Which of the lines in the data mention the string "TypeId"? List them all.
--- Exercise material Enclosed Below ---
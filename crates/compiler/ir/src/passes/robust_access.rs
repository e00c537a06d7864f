//! # Robust Access
//!
//! Clamps every dynamic index of an `access` into the bounds of the type it
//! indexes, so out-of-bounds reads and writes land on the last element:
//!
//! - fixed-size vectors, matrices and arrays: `min(u32(index), N - 1u)`
//! - runtime-sized arrays: `min(u32(index), arrayLength(ptr) - 1u)`, where `ptr`
//!   is the partial access up to the runtime array
//!
//! Constant indices are range-checked when the access is built and are left
//! alone. `i32` indices are converted to `u32` first, which sends negative
//! indices to large values that the clamp then pulls back in range.

use crate::constant::Scalar;
use crate::instruction::InstructionKind;
use crate::module::Module;
use crate::ops::{BinaryOp, BuiltinFn};
use crate::passes::{collect_instructions, Transform};
use crate::types::ScalarKind;
use crate::{Builder, InstId, TypeId, ValueId};

#[derive(Debug, Default)]
pub struct RobustAccess;

impl RobustAccess {
    pub const fn new() -> Self {
        Self
    }
}

/// Bound a dynamic index is clamped against
#[derive(Debug, Clone, Copy, PartialEq, Eq)]
enum Limit {
    /// Highest valid index of a fixed-size type
    Fixed(u32),
    /// Runtime-sized array reached after the first `depth` indices
    Runtime { depth: usize },
}

impl Transform for RobustAccess {
    fn run(&mut self, module: &mut Module) -> bool {
        let worklist = collect_instructions(module, |module, inst| {
            matches!(module.instruction(inst).kind(), InstructionKind::Access)
        });

        let mut modified = false;
        let mut b = Builder::new(module);
        for inst in worklist {
            for (position, limit) in unclamped_indices(b.module(), inst) {
                clamp(&mut b, inst, position, limit);
                modified = true;
            }
        }
        modified
    }

    fn name(&self) -> &'static str {
        "RobustAccess"
    }
}

/// Operand positions of the dynamic indices of `inst` that still need a
/// clamp, with the bound for each
fn unclamped_indices(module: &Module, inst: InstId) -> Vec<(usize, Limit)> {
    let operands = module.instruction(inst).operands();
    let object_ty = module.type_of(operands[0]);
    let mut current = module.types.store_type(object_ty).unwrap_or(object_ty);
    let mut out = Vec::new();

    for (depth, &index) in operands[1..].iter().enumerate() {
        let constant = crate::ops::constant_index(module.scalar_constant(index));
        if constant.is_none() {
            let limit = match module.types.element_count(current) {
                Some(count) => Some(Limit::Fixed(count.saturating_sub(1))),
                None if module.types.is_runtime_array(current) => Some(Limit::Runtime { depth }),
                None => None,
            };
            if let Some(limit) = limit.filter(|limit| !is_clamped(module, operands, index, *limit))
            {
                out.push((depth + 1, limit));
            }
        }
        match module.types.indexed(current, constant) {
            Some(next) => current = next,
            None => break,
        }
    }
    out
}

/// Whether `index` is already the output of a clamp against `limit`, for the
/// access whose operands are `operands`
fn is_clamped(module: &Module, operands: &[ValueId], index: ValueId, limit: Limit) -> bool {
    let Some(producer) = module.producer(index) else {
        return false;
    };
    if !matches!(producer.kind(), InstructionKind::BuiltinCall(BuiltinFn::Min)) {
        return false;
    }
    let bound = producer.operands()[1];
    match limit {
        Limit::Fixed(max) => {
            matches!(module.scalar_constant(bound), Some(Scalar::U32(v)) if v <= max)
        }
        Limit::Runtime { depth } => runtime_bound_array(module, bound)
            .is_some_and(|array| is_prefix(module, array, &operands[..=depth])),
    }
}

/// The `array` of a `sub(arrayLength(array), 1u)` bound
fn runtime_bound_array(module: &Module, bound: ValueId) -> Option<ValueId> {
    let sub = module.producer(bound)?;
    let &[length, one] = sub.operands() else {
        return None;
    };
    if !matches!(sub.kind(), InstructionKind::Binary(BinaryOp::Sub))
        || module.scalar_constant(one) != Some(Scalar::U32(1))
    {
        return None;
    }
    let call = module.producer(length)?;
    match (call.kind(), call.operands()) {
        (InstructionKind::BuiltinCall(BuiltinFn::ArrayLength), &[array]) => Some(array),
        _ => None,
    }
}

/// Whether `pointer` is the object of an access, or a partial access with the
/// same object and leading indices
fn is_prefix(module: &Module, pointer: ValueId, prefix: &[ValueId]) -> bool {
    if prefix.len() == 1 {
        return pointer == prefix[0];
    }
    module.producer(pointer).is_some_and(|access| {
        matches!(access.kind(), InstructionKind::Access)
            && access.operands().len() == prefix.len()
            && access
                .operands()
                .iter()
                .zip(prefix)
                .all(|(&a, &b)| same_value(module, a, b))
    })
}

fn same_value(module: &Module, a: ValueId, b: ValueId) -> bool {
    a == b
        || matches!(
            (module.value(a).constant(), module.value(b).constant()),
            (Some(x), Some(y)) if x == y
        )
}

fn clamp(b: &mut Builder<'_>, inst: InstId, position: usize, limit: Limit) {
    let index = b.module().instruction(inst).operands()[position];
    let u32_ty: TypeId = b.types().u32();
    b.position_before(inst);

    let index = match b.module().types.as_scalar(b.type_of(index)) {
        Some(ScalarKind::U32) => index,
        _ => b.convert(u32_ty, index),
    };
    let bound = match limit {
        Limit::Fixed(max) => b.u32(max),
        Limit::Runtime { depth } => {
            let operands = b.module().instruction(inst).operands().to_vec();
            let object = operands[0];
            let array = if depth == 0 {
                object
            } else {
                b.access(object, &operands[1..=depth])
            };
            let length = b.builtin(BuiltinFn::ArrayLength, &[array]);
            let one = b.u32(1);
            b.binary(BinaryOp::Sub, length, one)
        }
    };
    let clamped = b.builtin(BuiltinFn::Min, &[index, bound]);
    b.set_operand(inst, position, clamped);
    log::trace!("clamped index {position} of {inst:?}");
}

#[cfg(test)]
mod tests {
    use super::*;
    use crate::types::{Access, AddressSpace};
    use crate::{disassemble, validate};

    #[test]
    fn test_array_index_is_clamped() {
        let mut module = Module::new();
        let mut b = Builder::new(&mut module);
        let u32 = b.types().u32();
        let array = b.types().array(u32, 4);
        let f = b.function("f", u32, None);
        let values = b.add_param(f, "values", array);
        let i = b.add_param(f, "i", u32);
        let body = b.function_body(f);
        b.append_to(body);
        let element = b.access(values, &[i]);
        b.return_(f, Some(element));

        assert!(RobustAccess::new().run(&mut module));
        validate(&module).unwrap();
        let dump = disassemble(&module);
        assert!(dump.contains("%4:u32 = min %i, 3u"), "{dump}");
        assert!(dump.contains("%5:u32 = access %values, %4"), "{dump}");
        assert!(!RobustAccess::new().run(&mut module));
    }

    #[test]
    fn test_signed_index_is_converted() {
        let mut module = Module::new();
        let mut b = Builder::new(&mut module);
        let f32 = b.types().f32();
        let i32 = b.types().i32();
        let v4 = b.types().vec4(f32);
        let f = b.function("f", f32, None);
        let v = b.add_param(f, "v", v4);
        let i = b.add_param(f, "i", i32);
        let body = b.function_body(f);
        b.append_to(body);
        let element = b.access(v, &[i]);
        b.return_(f, Some(element));

        assert!(RobustAccess::new().run(&mut module));
        let dump = disassemble(&module);
        assert!(dump.contains("%4:u32 = convert %i"), "{dump}");
        assert!(dump.contains("%5:u32 = min %4, 3u"), "{dump}");
    }

    #[test]
    fn test_runtime_array_uses_array_length() {
        let mut module = Module::new();
        let mut b = Builder::new(&mut module);
        let u32 = b.types().u32();
        let runtime = b.types().runtime_array(u32);
        let ptr = b.types().ptr(AddressSpace::Storage, runtime, Access::ReadWrite);
        let root = b.module().root_block();
        b.append_to(root);
        let buffer = b.var("buffer", ptr, None);
        b.set_binding_point(buffer, 0, 0);
        let f = b.function("f", u32, None);
        let i = b.add_param(f, "i", u32);
        let body = b.function_body(f);
        b.append_to(body);
        let element_ptr = b.access(buffer, &[i]);
        let value = b.load(element_ptr);
        b.return_(f, Some(value));

        assert!(RobustAccess::new().run(&mut module));
        validate(&module).unwrap();
        let dump = disassemble(&module);
        assert!(dump.contains("arrayLength %buffer"), "{dump}");
        assert!(dump.contains("sub"), "{dump}");
        assert!(!RobustAccess::new().run(&mut module));
    }

    #[test]
    fn test_user_min_against_another_bound_is_clamped() {
        let mut module = Module::new();
        let mut b = Builder::new(&mut module);
        let u32 = b.types().u32();
        let runtime = b.types().runtime_array(u32);
        let ptr = b.types().ptr(AddressSpace::Storage, runtime, Access::ReadWrite);
        let root = b.module().root_block();
        b.append_to(root);
        let buffer = b.var("buffer", ptr, None);
        b.set_binding_point(buffer, 0, 0);
        let f = b.function("f", u32, None);
        let i = b.add_param(f, "i", u32);
        let a = b.add_param(f, "a", u32);
        let body = b.function_body(f);
        b.append_to(body);
        let one = b.u32(1);
        let limit = b.binary(BinaryOp::Sub, a, one);
        let index = b.builtin(BuiltinFn::Min, &[i, limit]);
        let element_ptr = b.access(buffer, &[index]);
        let value = b.load(element_ptr);
        b.return_(f, Some(value));

        assert!(RobustAccess::new().run(&mut module));
        validate(&module).unwrap();
        let dump = disassemble(&module);
        assert!(dump.contains("arrayLength %buffer"), "{dump}");
        assert!(!RobustAccess::new().run(&mut module));
    }
}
--- End of Enclosed Exercise material ---
Result for this exercise:
use crate::{Builder, InstId, TypeId, ValueId};
    let u32_ty: TypeId = b.types().u32();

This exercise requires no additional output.